US-Regierung hält an Guantanamo fest

Erneuter CIA-Gefangenentransfer nach Guantánamo belegt, dass es weiterhin CIA-Geheimgefängnisse gibt
Die CIA hat erneut einen Gefangenen ins US-Militärgefängnis Guantánamo auf Kuba überstellt, in dem sich noch immer über 270 Menschen in Haft befinden. Das gab das US-Verteidigungsministerium vergangene Woche bekannt (1). Muhammad Rahim-al Afghani, angeblich ein ehemaliger Übersetzer Bin Ladens, war nach Angaben von US-Regierungsbeamten monatelang in einem geheimen CIA-Gefängnis festgehalten und verhört worden.

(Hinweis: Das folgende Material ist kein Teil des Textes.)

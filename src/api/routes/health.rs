//! Health Routes
//!
//! Health check endpoints for monitoring and Kubernetes probes.
//!
//! - GET /health/live - Liveness probe (process is alive)
//! - GET /health/ready - Readiness probe (dataset loaded)
//! - GET /health - Full health status

use axum::{extract::State, http::StatusCode, Json};
use std::sync::Arc;

use crate::api::dto::HealthResponse;
use crate::api::state::AppState;
use crate::source::LoadStatus;

/// GET /health/live
///
/// Kubernetes liveness probe.
/// Returns 200 if the process is alive, no dependency checks.
pub async fn liveness() -> StatusCode {
    StatusCode::OK
}

/// GET /health/ready
///
/// Kubernetes readiness probe.
/// Returns 200 once the startup load has produced a dataset.
pub async fn readiness(State(state): State<Arc<AppState>>) -> StatusCode {
    match state.dataset.snapshot().await.status() {
        LoadStatus::Ready => StatusCode::OK,
        LoadStatus::Pending | LoadStatus::Failed => StatusCode::SERVICE_UNAVAILABLE,
    }
}

/// GET /health
///
/// Full health status with component details.
pub async fn full_health(State(state): State<Arc<AppState>>) -> Json<HealthResponse> {
    let dataset = state.dataset.snapshot().await.status();

    let overall_status = match dataset {
        LoadStatus::Ready => "healthy",
        LoadStatus::Pending => "starting",
        // Still serving, with an empty table
        LoadStatus::Failed => "degraded",
    };

    Json(HealthResponse {
        status: overall_status.to_string(),
        dataset,
        uptime_seconds: state.uptime_seconds(),
        version: env!("CARGO_PKG_VERSION").to_string(),
    })
}

#[cfg(test)]
mod tests {
    use super::*;

    #[tokio::test]
    async fn test_liveness() {
        let status = liveness().await;
        assert_eq!(status, StatusCode::OK);
    }
}
//! Data loading error types

use thiserror::Error;

/// Errors that can occur while fetching the customer/transaction feed
#[derive(Error, Debug)]
pub enum LoadError {
    /// Connection to the feed could not be established
    #[error("Data source unavailable at {0}")]
    Unavailable(String),

    /// The feed did not answer within the configured timeout
    #[error("Request to {0} timed out")]
    Timeout(String),

    /// Any other transport failure
    #[error("Request failed: {0}")]
    Request(#[from] reqwest::Error),

    /// The feed answered with a non-success status
    #[error("Unexpected status {status} from {url}")]
    Status { url: String, status: u16 },

    /// The body was not a collection of the expected records
    #[error("Malformed {collection} payload: {message}")]
    Payload {
        collection: &'static str,
        message: String,
    },
}

impl LoadError {
    /// Classify a transport error for the given URL
    pub(crate) fn from_transport(url: &str, err: reqwest::Error) -> Self {
        if err.is_timeout() {
            LoadError::Timeout(url.to_string())
        } else if err.is_connect() {
            LoadError::Unavailable(url.to_string())
        } else {
            LoadError::Request(err)
        }
    }
}
//! Viewer Page
//!
//! - GET / - Table, search boxes and chart, rendered from the query string

use axum::{
    extract::{Query, State},
    response::Html,
};
use std::sync::Arc;

use crate::api::dto::PageQuery;
use crate::api::state::AppState;
use crate::source::LoadStatus;
use crate::view::{render_page, update, Action, PageModel, ViewState};

/// GET /
///
/// Starts from the initial view state and replays the actions encoded in
/// the query string. A chart request for an unknown customer, or for all
/// customers before the dataset is loaded, is dropped and reported as a
/// notice.
pub async fn index(
    State(state): State<Arc<AppState>>,
    Query(query): Query<PageQuery>,
) -> Html<String> {
    let load = state.dataset.snapshot().await;
    let status = load.status();
    let mut view = ViewState::new(load.dataset());
    let mut palette = state.palette();
    let mut notice = None;

    for action in query.actions() {
        if matches!(action, Action::OpenAllChart) && status != LoadStatus::Ready {
            tracing::debug!(status = ?status, "All customers chart requested before load");
            notice = Some(unloaded_notice(status).to_string());
            continue;
        }

        match update(&view, action, &mut palette) {
            Ok(next) => view = next,
            Err(e) => {
                tracing::warn!(error = %e, "Chart request ignored");
                notice = Some(e.to_string());
            }
        }
    }

    Html(render_page(&PageModel {
        state: &view,
        status,
        notice,
        chart_script_url: &state.config.chart_script_url,
    }))
}

fn unloaded_notice(status: LoadStatus) -> &'static str {
    match status {
        LoadStatus::Pending => "Data is still loading",
        LoadStatus::Ready | LoadStatus::Failed => "No data to chart",
    }
}
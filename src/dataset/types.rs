//! Core record types for the customer/transaction dataset
//!
//! - `Customer`: a customer record as served by the feed
//! - `Transaction`: a single transaction owned by a customer
//! - `CustomerWithTransactions`: a customer joined with its transactions
//! - `Dataset`: the full joined dataset, built once per load

use serde::de::{self, Deserializer, Visitor};
use serde::{Deserialize, Serialize};
use serde_json::{Map, Value};
use std::fmt;

use super::ident::CustomerId;

/// A customer record
///
/// Fields the viewer does not use are kept in `extra` and re-emitted as-is.
#[derive(Debug, Clone, PartialEq, Serialize, Deserialize)]
pub struct Customer {
    pub id: CustomerId,
    pub name: String,
    #[serde(flatten)]
    pub extra: Map<String, Value>,
}

impl Customer {
    pub fn new(id: impl Into<CustomerId>, name: impl Into<String>) -> Self {
        Self {
            id: id.into(),
            name: name.into(),
            extra: Map::new(),
        }
    }
}

/// A transaction record
#[derive(Debug, Clone, PartialEq, Serialize, Deserialize)]
pub struct Transaction {
    /// Owning customer
    pub customer_id: CustomerId,
    /// ISO-like date string, kept as served
    pub date: String,
    #[serde(deserialize_with = "deserialize_amount")]
    pub amount: f64,
    #[serde(flatten)]
    pub extra: Map<String, Value>,
}

impl Transaction {
    pub fn new(customer_id: impl Into<CustomerId>, date: impl Into<String>, amount: f64) -> Self {
        Self {
            customer_id: customer_id.into(),
            date: date.into(),
            amount,
            extra: Map::new(),
        }
    }
}

/// A customer extended with all of its transactions, in feed order
#[derive(Debug, Clone, PartialEq, Serialize)]
pub struct CustomerWithTransactions {
    #[serde(flatten)]
    pub customer: Customer,
    #[serde(rename = "Transactions")]
    pub transactions: Vec<Transaction>,
}

impl CustomerWithTransactions {
    pub fn id(&self) -> &CustomerId {
        &self.customer.id
    }

    pub fn name(&self) -> &str {
        &self.customer.name
    }
}

/// The full joined dataset
///
/// Built once after both collections are fetched and never modified
/// afterwards. Filtered views are derived copies.
#[derive(Debug, Clone, Default, PartialEq, Serialize)]
pub struct Dataset {
    customers: Vec<CustomerWithTransactions>,
    orphaned_transactions: usize,
}

impl Dataset {
    pub(crate) fn from_parts(
        customers: Vec<CustomerWithTransactions>,
        orphaned_transactions: usize,
    ) -> Self {
        Self {
            customers,
            orphaned_transactions,
        }
    }

    /// Empty dataset, used when loading failed or has not finished
    pub fn empty() -> Self {
        Self::default()
    }

    /// Customers in feed order
    pub fn customers(&self) -> &[CustomerWithTransactions] {
        &self.customers
    }

    /// Look up a customer by identity
    pub fn find(&self, id: &CustomerId) -> Option<&CustomerWithTransactions> {
        self.customers.iter().find(|c| c.id() == id)
    }

    pub fn len(&self) -> usize {
        self.customers.len()
    }

    pub fn is_empty(&self) -> bool {
        self.customers.is_empty()
    }

    /// Number of transactions attached to customers
    pub fn transaction_count(&self) -> usize {
        self.customers.iter().map(|c| c.transactions.len()).sum()
    }

    /// Number of transactions whose `customer_id` matched no customer
    pub fn orphaned_transactions(&self) -> usize {
        self.orphaned_transactions
    }
}

/// Amounts arrive as JSON numbers, but some feeds quote them
fn deserialize_amount<'de, D: Deserializer<'de>>(deserializer: D) -> Result<f64, D::Error> {
    struct AmountVisitor;

    impl<'de> Visitor<'de> for AmountVisitor {
        type Value = f64;

        fn expecting(&self, f: &mut fmt::Formatter) -> fmt::Result {
            f.write_str("a numeric amount")
        }

        fn visit_u64<E: de::Error>(self, v: u64) -> Result<f64, E> {
            Ok(v as f64)
        }

        fn visit_i64<E: de::Error>(self, v: i64) -> Result<f64, E> {
            Ok(v as f64)
        }

        fn visit_f64<E: de::Error>(self, v: f64) -> Result<f64, E> {
            Ok(v)
        }

        fn visit_str<E: de::Error>(self, v: &str) -> Result<f64, E> {
            v.trim()
                .parse::<f64>()
                .ok()
                .filter(|n| n.is_finite())
                .ok_or_else(|| E::custom(format!("invalid amount: {:?}", v)))
        }
    }

    deserializer.deserialize_any(AmountVisitor)
}
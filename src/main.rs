//! txlens Server
//!
//! Run with: cargo run -- --source-url http://localhost:3002
//!
//! # Configuration
//!
//! Read from `--config`, or the first of `~/.config/txlens/config.toml`,
//! `/etc/txlens/config.toml` and `./config.toml`. Environment variables
//! override the file:
//! - `TXLENS_SOURCE_URL`: Base URL of the customer/transaction feed
//! - `TXLENS_REQUEST_TIMEOUT_MS`: Per-request timeout, 0 disables it
//! - `TXLENS_HOST`: Host to bind to (default: 0.0.0.0)
//! - `TXLENS_PORT`: Port to listen on (default: 3000)
//! - `TXLENS_LOG_LEVEL`: Log level (default: info)
//! - `TXLENS_LOG_FORMAT`: `pretty` or `json`
//! - `RUST_LOG`: Full filter directive, wins over the log level

use anyhow::Context;
use clap::Parser;
use std::path::PathBuf;
use std::sync::Arc;
use tracing_subscriber::{layer::SubscriberExt, util::SubscriberInitExt};

use txlens::api::{serve, AppState};
use txlens::config::{generate_default_config, Config, LoggingConfig};
use txlens::source::{HttpSource, SharedDataset};

#[derive(Parser)]
#[command(name = "txlens")]
#[command(version = env!("CARGO_PKG_VERSION"))]
#[command(about = "Searchable customer transaction table with charts")]
struct Args {
    /// Config file (TOML)
    #[arg(short, long)]
    config: Option<PathBuf>,

    /// Base URL of the customer/transaction feed
    #[arg(long)]
    source_url: Option<String>,

    /// Port to listen on
    #[arg(short, long)]
    port: Option<u16>,

    /// Print a default config file and exit
    #[arg(long)]
    print_config: bool,
}

#[tokio::main]
async fn main() -> anyhow::Result<()> {
    let args = Args::parse();

    if args.print_config {
        print!("{}", generate_default_config());
        return Ok(());
    }

    // Config discovery logs through a temporary subscriber; the configured
    // one can only be installed once the logging section is known
    let mut config = tracing::subscriber::with_default(bootstrap_subscriber(), || {
        match &args.config {
            Some(path) => Config::load_with_env(path)
                .with_context(|| format!("loading config from {}", path.display())),
            None => Ok(Config::load_default()),
        }
    })?;
    if let Some(url) = args.source_url {
        config.source.base_url = url;
    }
    if let Some(port) = args.port {
        config.server.port = port;
    }

    init_tracing(&config.logging);

    tracing::info!("Starting txlens v{}", env!("CARGO_PKG_VERSION"));
    tracing::info!(source = %config.source.base_url, "Customer/transaction feed");

    let source = HttpSource::new(config.source.clone()).context("building feed client")?;

    // The page is served while the feed loads
    let dataset = SharedDataset::new();
    dataset.spawn_load(Arc::new(source));

    let state = AppState::new(dataset, config.server.clone());
    serve(state).await.context("running server")?;

    tracing::info!("txlens stopped");
    Ok(())
}

fn bootstrap_subscriber() -> impl tracing::Subscriber + Send + Sync {
    tracing_subscriber::fmt()
        .with_env_filter(
            tracing_subscriber::EnvFilter::try_from_default_env()
                .unwrap_or_else(|_| "txlens=info".into()),
        )
        .finish()
}

fn init_tracing(logging: &LoggingConfig) {
    let filter = tracing_subscriber::EnvFilter::try_from_default_env()
        .unwrap_or_else(|_| format!("txlens={},tower_http=info", logging.level).into());

    let registry = tracing_subscriber::registry().with(filter);
    if logging.is_json() {
        registry.with(tracing_subscriber::fmt::layer().json()).init();
    } else {
        registry.with(tracing_subscriber::fmt::layer()).init();
    }
}
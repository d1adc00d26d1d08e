//! Page rendering
//!
//! Projects a [`ViewState`] to HTML. Controls are plain links and a GET
//! form, so every interaction is a request whose query string carries the
//! actions to replay (see `api::routes::page`).

use super::state::{ActiveChart, ViewState};
use crate::filter::{canonical_amount, Filter};
use crate::source::LoadStatus;

/// Everything the page needs besides the view state
pub struct PageModel<'a> {
    pub state: &'a ViewState,
    pub status: LoadStatus,
    /// Message shown above the table, e.g. a chart lookup miss
    pub notice: Option<String>,
    pub chart_script_url: &'a str,
}

/// Render the full page
pub fn render_page(model: &PageModel<'_>) -> String {
    let state = model.state;

    let notice = model
        .notice
        .as_deref()
        .map(|n| {
            format!(
                r#"<div class="alert alert-warning w-75" role="alert">{}</div>"#,
                escape_html(n)
            )
        })
        .unwrap_or_default();

    format!(
        r#"<!DOCTYPE html>
<html lang="en">
<head>
    <meta charset="utf-8">
    <meta name="viewport" content="width=device-width, initial-scale=1">
    <title>Customer Transactions</title>
</head>
<body class="bg-dark">
<section id="main-section" class="table py-5 m-0 bg-dark">
    <div class="gradient-custom-2 h-100 d-flex flex-column align-items-center">
        {search}
        <div class="d-flex my-5 px-3">
            <a class="btn btn-primary me-3" href="{all_chart_href}">All Customers Chart</a>
            <a class="btn btn-danger" href="/">Clear Inputs</a>
        </div>
        {notice}
        <div class="table-responsive w-75">
            <table class="table table-dark table-bordered table-hover table-striped mb-0">
                <thead class="text-center">
                    <tr>
                        <th scope="col">#</th>
                        <th scope="col">Name</th>
                        <th scope="col">Transaction</th>
                        <th scope="col">Date</th>
                        <th scope="col">View Chart</th>
                    </tr>
                </thead>
                <tbody class="text-center">
{rows}
                </tbody>
            </table>
        </div>
    </div>
    {chart}
</section>
</body>
</html>
"#,
        search = render_search(state),
        all_chart_href = page_href(state.filter(), Some("all")),
        notice = notice,
        rows = render_rows(state, model.status),
        chart = render_chart(state, model.chart_script_url),
    )
}

fn render_search(state: &ViewState) -> String {
    let active = match state.filter() {
        Filter::AmountPrefix(_) => "amount",
        _ => "name",
    };
    let autofocus = |field: &str| if state.filter().is_all() || field != active { "" } else { " autofocus" };

    format!(
        r#"<form id="search" class="w-75 d-flex flex-column align-items-center" method="get" action="/">
            <input type="hidden" id="searchBy" name="by" value="{active}">
            <input class="form-control shadow rounded-pill py-2" id="searchByName" name="name" type="text"
                placeholder="Search by name" autocomplete="off" value="{name}"{name_focus}
                onfocus="this.setSelectionRange(this.value.length, this.value.length)" onkeyup="search('name')">
            <input class="form-control mt-4 shadow rounded-pill py-2" id="searchByTransaction" name="amount" type="text"
                placeholder="Search by transaction" autocomplete="off" value="{amount}"{amount_focus}
                onfocus="this.setSelectionRange(this.value.length, this.value.length)" onkeyup="search('amount')">
        </form>
        <script>
            function search(by) {{
                var other = by === 'name' ? 'searchByTransaction' : 'searchByName';
                document.getElementById('searchBy').value = by;
                document.getElementById(other).value = '';
                document.getElementById('search').submit();
            }}
        </script>"#,
        active = active,
        name = escape_html(state.name_query()),
        amount = escape_html(state.amount_query()),
        name_focus = autofocus("name"),
        amount_focus = autofocus("amount"),
    )
}

fn render_rows(state: &ViewState, status: LoadStatus) -> String {
    let rows: Vec<String> = state
        .filtered()
        .iter()
        .flat_map(|customer| {
            let id = escape_html(customer.id().as_str());
            let name = escape_html(customer.name());
            let chart_href = page_href(state.filter(), Some(customer.id().as_str()));

            customer.transactions.iter().map(move |transaction| {
                format!(
                    r#"                    <tr>
                        <th scope="row">{}</th>
                        <td>{}</td>
                        <td>{}</td>
                        <td>{}</td>
                        <td><a class="btn btn-primary" href="{}">chart</a></td>
                    </tr>"#,
                    id,
                    name,
                    canonical_amount(transaction.amount),
                    escape_html(&transaction.date),
                    chart_href,
                )
            })
        })
        .collect();

    if !rows.is_empty() {
        return rows.join("\n");
    }

    let message = match status {
        LoadStatus::Pending => "Loading…",
        LoadStatus::Failed => "No data",
        LoadStatus::Ready if state.dataset().is_empty() => "No data",
        LoadStatus::Ready => "No matching transactions",
    };
    format!(
        r#"                    <tr><td colspan="5" class="text-muted">{}</td></tr>"#,
        message
    )
}

fn render_chart(state: &ViewState, chart_script_url: &str) -> String {
    let chart = state.active_chart();
    let Some(series) = chart.series() else {
        return String::new();
    };

    let heading = if matches!(chart, ActiveChart::All { .. }) {
        r#"<h2 class="text-white bg-transparent mb-5">Showing All Customers Transactions</h2>"#
    } else {
        ""
    };

    // A series always serializes; fall back to an empty chart if it ever does not
    let data = serde_json::to_string(series).unwrap_or_else(|_| "{}".to_string());

    format!(
        r#"<div id="chartContainer" class="bg-dark overflow-hidden position-absolute top-50 start-50 py-4 translate-middle">
        <a class="fs-5 position-absolute top-0 end-0 btn text-white fw-bolder m-3" href="{close_href}">X</a>
        <div class="container d-flex justify-content-center align-items-center flex-column h-100 w-100 p-5 px-2">
            {heading}
            <canvas id="transactionChart"></canvas>
        </div>
    </div>
    <script id="chartData" type="application/json">{data}</script>
    <script src="{script}"></script>
    <script>
        new Chart(document.getElementById('transactionChart'), {{
            type: 'line',
            data: JSON.parse(document.getElementById('chartData').textContent)
        }});
    </script>"#,
        close_href = page_href(state.filter(), None),
        heading = heading,
        data = escape_script_json(&data),
        script = escape_html(chart_script_url),
    )
}

/// Link to the page with `filter` applied and, optionally, a chart open
pub fn page_href(filter: &Filter, chart: Option<&str>) -> String {
    let mut params = Vec::new();
    match filter {
        Filter::All => {}
        Filter::Name(query) => {
            params.push("by=name".to_string());
            params.push(format!("name={}", urlencoding::encode(query)));
        }
        Filter::AmountPrefix(query) => {
            params.push("by=amount".to_string());
            params.push(format!("amount={}", urlencoding::encode(query)));
        }
    }
    if let Some(chart) = chart {
        params.push(format!("chart={}", urlencoding::encode(chart)));
    }

    if params.is_empty() {
        "/".to_string()
    } else {
        // `&` is escaped for use inside an href attribute
        format!("/?{}", params.join("&amp;"))
    }
}

/// Escape text for HTML element content and quoted attributes
pub fn escape_html(text: &str) -> String {
    let mut escaped = String::with_capacity(text.len());
    for ch in text.chars() {
        match ch {
            '&' => escaped.push_str("&amp;"),
            '<' => escaped.push_str("&lt;"),
            '>' => escaped.push_str("&gt;"),
            '"' => escaped.push_str("&quot;"),
            '\'' => escaped.push_str("&#39;"),
            _ => escaped.push(ch),
        }
    }
    escaped
}

/// Make serialized JSON safe inside a `<script>` element
///
/// `<` only occurs inside JSON strings, where `<` is equivalent.
fn escape_script_json(json: &str) -> String {
    json.replace('<', "\\u003c")
}
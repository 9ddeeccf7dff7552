// SPDX-License-Identifier: Apache-2.0

use crate::exporters::Sink;
use crate::init::config::{AgentConfig, ConfigError, ResolvedConfig};
use crate::init::exporters::build_exporters;
use crate::init::receivers::{start_interaction_endpoint, start_trace_endpoint};
use crate::init::wait::{ShutdownSweep, SweepReport};
use crate::receivers::{Endpoint, EndpointError};
use crate::telemetry::Telemetry;
use crate::topology::fanout::Fanout;
use std::net::SocketAddr;
use std::sync::Arc;
use std::time::Duration;
use tower::BoxError;
use tracing::{error, info, warn};

#[derive(Debug, thiserror::Error)]
pub enum AgentError {
    #[error(transparent)]
    Config(#[from] ConfigError),

    #[error("failed to start the {endpoint} endpoint: {source}")]
    Endpoint {
        endpoint: &'static str,
        #[source]
        source: EndpointError,
    },
}

/// Wires receivers, buffers and exporters together from a configuration.
pub struct Agent {
    config: AgentConfig,
    exporters: Vec<Box<dyn Sink>>,
}

impl Agent {
    pub fn new(config: AgentConfig) -> Self {
        Self {
            config,
            exporters: Vec::new(),
        }
    }

    /// Adds an exporter next to the ones built from the `exporters` section.
    pub fn with_exporter(mut self, exporter: Box<dyn Sink>) -> Self {
        self.exporters.push(exporter);
        self
    }

    /// Starts every enabled endpoint. When an endpoint fails to start, whatever was
    /// already started is stopped again before the error is returned.
    pub async fn start(self) -> Result<RunningAgent, AgentError> {
        info!("Starting ocagent.");

        let config = self.config.resolve()?;
        let telemetry = Telemetry::new();

        let mut exporters = build_exporters(&config.exporters)?;
        exporters.extend(self.exporters);
        if exporters.is_empty() {
            warn!("No exporters configured, received telemetry will be discarded.");
        }

        let fanout = Arc::new(
            exporters
                .into_iter()
                .fold(Fanout::builder(), |b, exp| b.add_exporter(exp))
                .with_export_timeout(config.export_timeout)
                .with_failed_batches_counter(telemetry.u64_counter(
                    "ocagent_exporter_failed_batches",
                    "Number of batches an exporter failed to export",
                    "batches",
                ))
                .build(),
        );
        info!(exporters = fanout.len(), "Exporters ready.");

        let mut sweep = ShutdownSweep::new();
        {
            let fanout = fanout.clone();
            let deadline = config.export_timeout;
            let budget = config.shutdown_timeout.max(fanout.close_budget(deadline));
            sweep.register_with_timeout("exporters", budget, move || {
                Box::pin(async move { fanout.close(deadline).await.map_err(BoxError::from) })
            });
        }

        let trace = match start_trace_endpoint(&config.trace, fanout.clone(), &telemetry).await
        {
            Ok(endpoint) => Arc::new(endpoint),
            Err(source) => {
                abort_start(&mut sweep, &telemetry, config.shutdown_timeout).await;
                return Err(AgentError::Endpoint {
                    endpoint: "trace",
                    source,
                });
            }
        };
        register_endpoint(&mut sweep, "trace endpoint", &trace, &config);

        let interaction = match &config.interaction {
            None => {
                info!("Interaction endpoint is disabled.");
                None
            }
            Some(interaction) => {
                match start_interaction_endpoint(interaction, fanout.clone(), &telemetry).await {
                    Ok(endpoint) => Some(Arc::new(endpoint)),
                    Err(source) => {
                        abort_start(&mut sweep, &telemetry, config.shutdown_timeout).await;
                        return Err(AgentError::Endpoint {
                            endpoint: "interaction",
                            source,
                        });
                    }
                }
            }
        };
        if let Some(endpoint) = &interaction {
            register_endpoint(&mut sweep, "interaction endpoint", endpoint, &config);
        }

        Ok(RunningAgent {
            trace,
            interaction,
            sweep,
            telemetry,
            shutdown_timeout: config.shutdown_timeout,
        })
    }
}

// An endpoint stop covers its listeners' grace and the final flush, so it may outlast the
// configured shutdown timeout.
fn register_endpoint(
    sweep: &mut ShutdownSweep,
    name: &'static str,
    endpoint: &Arc<Endpoint>,
    config: &ResolvedConfig,
) {
    let budget = config
        .shutdown_timeout
        .max(endpoint.stop_budget(config.export_timeout));
    let endpoint = endpoint.clone();
    sweep.register_with_timeout(name, budget, move || {
        Box::pin(async move {
            endpoint.stop().await;
            Ok::<(), BoxError>(())
        })
    });
}

async fn abort_start(sweep: &mut ShutdownSweep, telemetry: &Telemetry, per_stop: Duration) {
    sweep.run(per_stop).await;
    telemetry.shutdown();
}

/// A started agent. Dropping it without calling [`RunningAgent::shutdown`] leaves
/// buffered records unflushed.
pub struct RunningAgent {
    trace: Arc<Endpoint>,
    interaction: Option<Arc<Endpoint>>,
    sweep: ShutdownSweep,
    telemetry: Telemetry,
    shutdown_timeout: Duration,
}

impl RunningAgent {
    pub fn trace_addr(&self) -> Option<SocketAddr> {
        self.trace.local_addr("grpc")
    }

    pub fn interaction_grpc_addr(&self) -> Option<SocketAddr> {
        self.interaction.as_ref().and_then(|e| e.local_addr("grpc"))
    }

    pub fn interaction_http_addr(&self) -> Option<SocketAddr> {
        self.interaction.as_ref().and_then(|e| e.local_addr("http"))
    }

    /// Forces every endpoint buffer to forward what it holds. Returns the number of
    /// records forwarded.
    pub async fn flush(&self) -> usize {
        let mut flushed = 0;
        for endpoint in std::iter::once(&self.trace).chain(self.interaction.iter()) {
            match endpoint.flush().await {
                Ok(n) => flushed += n,
                Err(e) => error!(endpoint = endpoint.name(), error = %e, "Failed to flush."),
            }
        }
        flushed
    }

    /// Upper bound on how long [`Self::shutdown`] takes.
    pub fn shutdown_budget(&self) -> Duration {
        self.sweep.budget(self.shutdown_timeout)
    }

    /// Stops endpoints, flushing their buffers, then closes the exporters. Each step is
    /// bounded by the shutdown timeout, or longer when it has to wait out a running
    /// export. Failures are logged and do not interrupt the sweep.
    pub async fn shutdown(mut self) -> SweepReport {
        info!("Shutting down ocagent.");
        let report = self.sweep.run(self.shutdown_timeout).await;
        self.telemetry.shutdown();
        info!(
            stopped = report.stopped,
            failed = report.failed,
            timed_out = report.timed_out,
            "Shutdown complete."
        );
        report
    }
}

Der Transfer Rahims nach Guantánamo ist mindestens der dritte, seit die Bush-Administration die Existenz geheimer CIA-Gefängnisse, so genannter black sites, offiziell eingeräumt hat ( US-Präsident Bush bestätigt und rechtfertigt die geheimen CIA-Gefängnisse und die Verhörmethoden (2)). Bereits im September 2006 waren 14 Gefangene nach Guantánamo verlegt worden, nachdem sie zuvor bis zu viereinhalb Jahre ohne Kontakt zur Außenwelt in geheimen CIA-Gefängnissen zugebracht hatten. Seither sind vier weitere Gefangene nach Guantánamo überstellt (3) worden, mindestens einer davon aus geheimer CIA-Haft.